For an hour they rowed along inside the reef, occasionally disembarking on one of the larger islets, more often coasting alongside the ridges and lumps of coral while using poles to keep them off the more dangerous sections. They had worked some distance along the reef away from the island itself and had reached another fairly large islet-this one actually supported half-a-dozen coconut palms-where they disembarked and pulled the boat well up on the gritty soil. Their loot up to this time had not been very impressive, consisting mainly of a few cowries and a weirdly colored fragment of coral for which Malmstrom had gone overboard in twelve feet of water. The Hunter's profit from the expedition had been even less so far, which annoyed him, since the exploration of the reef for clues had been largely his idea.
He made the utmost use of Bob's eyes, however. They were nearing his arbitrary one-mile limit north of the beach, which meant that about half of the region in which he expected to find clues of his quarry's landing had been covered. There was still not very much to see, however. On one side of the irregular islet the breakers thundered; on the other was the relatively calm water of the lagoon, with the bulk of one of the great culture tanks a few hundred yards away. The scavenger barge was beside the tank at the moment, and the small figures of its crew were visible on the catwalks that crossed the paneled roof; beyond, and dwarfed by a distance of fully three miles, the houses of the island dwellers were barely visible.
These, however, could hardly be considered clues, it seemed to the Hunter, and he brought his attention back to the immediate surroundings. The present bit of land was similar to that on which Hay's pool was located, and like it, had very irregular edges-clefts, walled with living coral, in which the water gurgled down almost out of sight and then spurted upward into the watchers' faces as another breaker came thundering against the barrier. Some of the openings were narrow at the outer edge and broadened farther in, so that the water in them was quieter, though there was always the endless up-and-down wash started by the waves.

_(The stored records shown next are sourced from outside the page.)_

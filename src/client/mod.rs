//! The `client` module is the player side of the game as the pub/sub layer
//! sees it: a session and the handlers the client subscribes with.

pub mod handlers;
pub mod session;

pub use session::PlayerSession;

#[cfg(test)]
mod tests;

It was in these larger openings that the boys did most of their searching-it would have been impossible to get anything out of the others, reckless as some of the youngsters tended to be.
Rice, the first one out of the boat, had run to one of the largest while the others were still pulling the little craft up and making it fast; and dropping into a prone position with his head over the edge, he shaded his eyes and looked down into the clear water. By the tune the others came up he was already pulling off his shirt.
"My chance first," he said quickly as the others peered down to see what he had sighted. Before anyone was sure what he was looking at, Rice had slipped into the water, disturbing the surface so that nothing was clearly visible. He stayed down for some time, and finally reappeared asking for one of the poles that were carried in the boat. "I can't work it loose," he said. "It seems to be jammed in place."
"What is it?" several voices asked at once.
"I'm not sure; I've never seen anything like it. That's why I want to get it up." He received the pole which Colby handed down to him and slid under water once more. The object at which he was prying was about five feet below the surface-that is, it varied from about four to six feet as the water level rose and fell in response to the urge of the breakers.